Pattern: Covenant Chaining

A covenant can require that its output is another covenant, creating a chain of constrained transactions. This is the foundation of stateful contracts and token protocols:

Tx1: [CovenantA] --spend--> Tx2: [CovenantB] --spend--> Tx3: [CovenantC]

Each covenant in the chain enforces that the next transaction maintains specific invariants. The StatefulSmartContract pattern in Runar automates this chaining — see Recursive Contracts for details.

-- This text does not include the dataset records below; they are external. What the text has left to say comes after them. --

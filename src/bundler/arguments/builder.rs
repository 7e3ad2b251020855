//! Mapping of [`Settings`] onto the jpackage command line.

use super::{CommandLine, escape};
use crate::bundler::{
    Platform,
    error::{Error, Result},
    parameters::{self, ParameterDescriptor, ParameterId, ValueKind},
    settings::{LinuxSettings, MacOsSettings, PlatformOptions, Settings, WindowsSettings},
};
use std::path::{Path, PathBuf};

/// Walks the settings in jpackage's canonical option order and emits every
/// configured option.
///
/// Validation is interleaved with emission: the first missing file or
/// version-gated flag aborts the build and the partial command line is
/// dropped.
pub struct ArgumentBuilder<'a> {
    settings: &'a Settings,
    platform: Platform,
    tool_version: u32,
    command_line: CommandLine,
}

impl<'a> ArgumentBuilder<'a> {
    /// Builds the command line for `settings`.
    ///
    /// `tool_version` is the detected jpackage major version; `0` means
    /// unknown and disables version gating. Only the options of `platform`
    /// are emitted.
    pub fn build(settings: &'a Settings, platform: Platform, tool_version: u32) -> Result<CommandLine> {
        let package = settings.package();
        let name = package
            .name
            .as_deref()
            .filter(|name| !name.is_empty())
            .ok_or(Error::MissingMandatoryParameter { parameter: "name" })?;
        let destination = package
            .destination
            .as_deref()
            .filter(|dest| !dest.as_os_str().is_empty())
            .ok_or(Error::MissingMandatoryParameter {
                parameter: "destination",
            })?;

        let mut builder = Self {
            settings,
            platform,
            tool_version,
            command_line: CommandLine::new(),
        };

        log::info!("jpackage options:");
        builder.value(ParameterId::Name, Some(name))?;
        builder.path(ParameterId::Destination, Some(destination))?;
        builder.common()?;
        builder.repeated_paths()?;
        builder.lists()?;
        builder.launchers()?;

        for option in package.additional_options.iter().filter(|o| !o.is_empty()) {
            log::info!("  {option}");
            builder.command_line.push_flag(option);
        }

        builder.platform_bundle()?;
        Ok(builder.command_line)
    }

    fn common(&mut self) -> Result<()> {
        let package = self.settings.package();
        let image_type = package.image_type.map(|t| t.value());

        self.flag(ParameterId::Verbose, package.verbose)?;
        self.value(ParameterId::Type, image_type)?;
        self.value(ParameterId::AppVersion, package.app_version.as_deref())?;
        self.value(ParameterId::Copyright, package.copyright.as_deref())?;
        self.value(ParameterId::Description, package.description.as_deref())?;
        self.path(ParameterId::RuntimeImage, package.runtime_image.as_deref())?;
        self.path(ParameterId::Input, package.input.as_deref())?;
        self.value(ParameterId::InstallDir, package.install_dir.as_deref())?;
        self.path(ParameterId::ResourceDir, package.resource_dir.as_deref())?;
        self.value(ParameterId::Vendor, package.vendor.as_deref())?;
        self.value(ParameterId::Module, package.module.as_deref())?;
        self.value(ParameterId::MainClass, package.main_class.as_deref())?;
        self.value(ParameterId::MainJar, package.main_jar.as_deref())?;
        self.path(ParameterId::Temp, package.temp.as_deref())?;
        self.path(ParameterId::Icon, package.icon.as_deref())?;
        self.path(ParameterId::LicenseFile, package.license_file.as_deref())?;
        self.value(ParameterId::AboutUrl, package.about_url.as_deref())?;
        self.path(ParameterId::AppImage, package.app_image.as_deref())?;
        self.flag(ParameterId::LauncherAsService, package.launcher_as_service)
    }

    fn repeated_paths(&mut self) -> Result<()> {
        let package = self.settings.package();
        for path in &package.module_paths {
            self.path(ParameterId::ModulePath, Some(path))?;
        }
        for path in &package.file_associations {
            self.path(ParameterId::FileAssociations, Some(path))?;
        }
        for path in &package.app_content_paths {
            self.path(ParameterId::AppContent, Some(path))?;
        }
        if let (Platform::MacOs, PlatformOptions::MacOs(mac)) =
            (self.platform, self.settings.platform_options())
        {
            for path in &mac.dmg_content_paths {
                self.path(ParameterId::MacDmgContent, Some(path))?;
            }
        }
        Ok(())
    }

    fn lists(&mut self) -> Result<()> {
        let package = self.settings.package();
        if !package.add_modules.is_empty() {
            self.value(ParameterId::AddModules, Some(&package.add_modules.join(",")))?;
        }
        if !package.jlink_options.is_empty() {
            self.value(ParameterId::JlinkOptions, Some(&package.jlink_options.join(" ")))?;
        }
        for option in &package.java_options {
            self.value(ParameterId::JavaOptions, Some(&escape(option, self.platform)))?;
        }
        for argument in &package.arguments {
            self.value(ParameterId::Arguments, Some(&escape(argument, self.platform)))?;
        }
        Ok(())
    }

    fn launchers(&mut self) -> Result<()> {
        let resolver = self.settings.resolver();
        for (index, launcher) in self.settings.package().launchers.iter().enumerate() {
            let file = launcher.validate(index, resolver)?;
            self.value(ParameterId::AddLauncher, Some(&launcher.option_value(&file)))?;
        }
        Ok(())
    }

    fn platform_bundle(&mut self) -> Result<()> {
        match (self.platform, self.settings.platform_options()) {
            (Platform::Windows, PlatformOptions::Windows(windows)) => self.windows(windows),
            (Platform::MacOs, PlatformOptions::MacOs(mac)) => self.macos(mac),
            (Platform::Linux, PlatformOptions::Linux(linux)) => self.linux(linux),
            (platform, options) => {
                log::debug!(
                    "No {} options configured, settings hold {} options",
                    platform,
                    options.platform()
                );
                Ok(())
            }
        }
    }

    fn windows(&mut self, windows: &WindowsSettings) -> Result<()> {
        self.flag(ParameterId::WinMenu, windows.menu)?;
        self.flag(ParameterId::WinDirChooser, windows.dir_chooser)?;
        self.value(ParameterId::WinUpgradeUuid, windows.upgrade_uuid.as_deref())?;
        self.value(ParameterId::WinMenuGroup, windows.menu_group.as_deref())?;
        self.flag(ParameterId::WinShortcut, windows.shortcut)?;
        self.flag(ParameterId::WinShortcutPrompt, windows.shortcut_prompt)?;
        self.flag(ParameterId::WinPerUserInstall, windows.per_user_install)?;
        self.flag(ParameterId::WinConsole, windows.console)?;
        self.value(ParameterId::WinHelpUrl, windows.help_url.as_deref())?;
        self.value(ParameterId::WinUpdateUrl, windows.update_url.as_deref())
    }

    fn macos(&mut self, mac: &MacOsSettings) -> Result<()> {
        self.value(ParameterId::MacPackageIdentifier, mac.package_identifier.as_deref())?;
        self.value(ParameterId::MacPackageName, mac.package_name.as_deref())?;
        self.value(
            ParameterId::MacPackageSigningPrefix,
            mac.package_signing_prefix.as_deref(),
        )?;
        self.flag(ParameterId::MacSign, mac.sign)?;
        self.path(ParameterId::MacSigningKeychain, mac.signing_keychain.as_deref())?;
        self.value(
            ParameterId::MacSigningKeyUserName,
            mac.signing_key_user_name.as_deref(),
        )?;
        self.flag(ParameterId::MacAppStore, mac.app_store)?;
        self.path(ParameterId::MacEntitlements, mac.entitlements.as_deref())?;
        self.value(ParameterId::MacAppCategory, mac.app_category.as_deref())
    }

    fn linux(&mut self, linux: &LinuxSettings) -> Result<()> {
        self.value(ParameterId::LinuxPackageName, linux.package_name.as_deref())?;
        self.value(ParameterId::LinuxDebMaintainer, linux.deb_maintainer.as_deref())?;
        self.value(ParameterId::LinuxMenuGroup, linux.menu_group.as_deref())?;
        self.value(ParameterId::LinuxPackageDeps, linux.package_deps.as_deref())?;
        self.value(ParameterId::LinuxRpmLicenseType, linux.rpm_license_type.as_deref())?;
        self.value(ParameterId::LinuxAppRelease, linux.app_release.as_deref())?;
        self.value(ParameterId::LinuxAppCategory, linux.app_category.as_deref())?;
        self.flag(ParameterId::LinuxShortcut, linux.shortcut)
    }

    /// Looks up the descriptor of `id` and applies version gating.
    fn descriptor(&self, id: ParameterId) -> Result<&'static ParameterDescriptor> {
        let descriptor = parameters::lookup(id)
            .ok_or_else(|| Error::GenericError(format!("{id:?} is not a jpackage option")))?;
        if self.tool_version != 0 {
            parameters::check_version_support(descriptor, self.tool_version)?;
        }
        Ok(descriptor)
    }

    fn flag(&mut self, id: ParameterId, enabled: bool) -> Result<()> {
        if !enabled {
            return Ok(());
        }
        let descriptor = self.descriptor(id)?;
        debug_assert_eq!(descriptor.kind, ValueKind::Flag);
        log::info!("  {}", descriptor.flag);
        self.command_line.push_flag(descriptor.flag);
        Ok(())
    }

    fn value(&mut self, id: ParameterId, value: Option<&str>) -> Result<()> {
        let Some(value) = value.filter(|v| !v.is_empty()) else {
            return Ok(());
        };
        let descriptor = self.descriptor(id)?;
        log::info!("  {} {}", descriptor.flag, value);
        self.command_line.push_value(descriptor.flag, value);
        Ok(())
    }

    fn path(&mut self, id: ParameterId, path: Option<&Path>) -> Result<()> {
        let Some(path) = path.filter(|p| !p.as_os_str().is_empty()) else {
            return Ok(());
        };
        let descriptor = self.descriptor(id)?;
        debug_assert_eq!(descriptor.kind, ValueKind::Path);

        let resolved: PathBuf = self.settings.resolver().resolve(path);
        if descriptor.must_exist && !resolved.exists() {
            return Err(Error::path_not_found(descriptor.flag, &resolved));
        }

        let value = resolved.display().to_string();
        log::info!("  {} {}", descriptor.flag, value);
        self.command_line.push_value(descriptor.flag, value);
        Ok(())
    }
}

Performance and Script Size Considerations

Covenants that verify the full transaction preimage add significant script size overhead. The checkPreimage operation alone requires approximately 300-500 bytes of script. Each additional field extraction and verification adds more.

Optimization Strategies

Minimize preimage fields checked. Only verify the fields you actually need to constrain. If you only care about outputs, do not check locktime or sequence.

Use partial sighash types. With SigHash.SINGLE, the hashOutputs only covers the output at the same index as the input. This reduces the data your contract needs to construct and verify.

Precompute where possible. If a covenant always enforces the same output script, embed the hash of the expected script as a constant rather than rebuilding it at execution time.

Watch stack depth. Preimage parsing pushes many values onto the stack. Complex covenants can approach the 800-element stack limit. The compiler enforces this at compile time, but you can also inspect stack usage by compiling with --asm and reviewing the opcode sequence.

Script Size Guidelines

Pattern	Typical Script Size
Simple P2PKH (no covenant)	~25 bytes
Single-output covenant	~500-800 bytes
Multi-output covenant	~800-1,500 bytes
Stateful recursive covenant	~1,500-3,000 bytes
Token contract with merge	~3,000-5,000 bytes

Script size affects transaction fees proportionally. Plan for this in your fee estimation when deploying covenant contracts.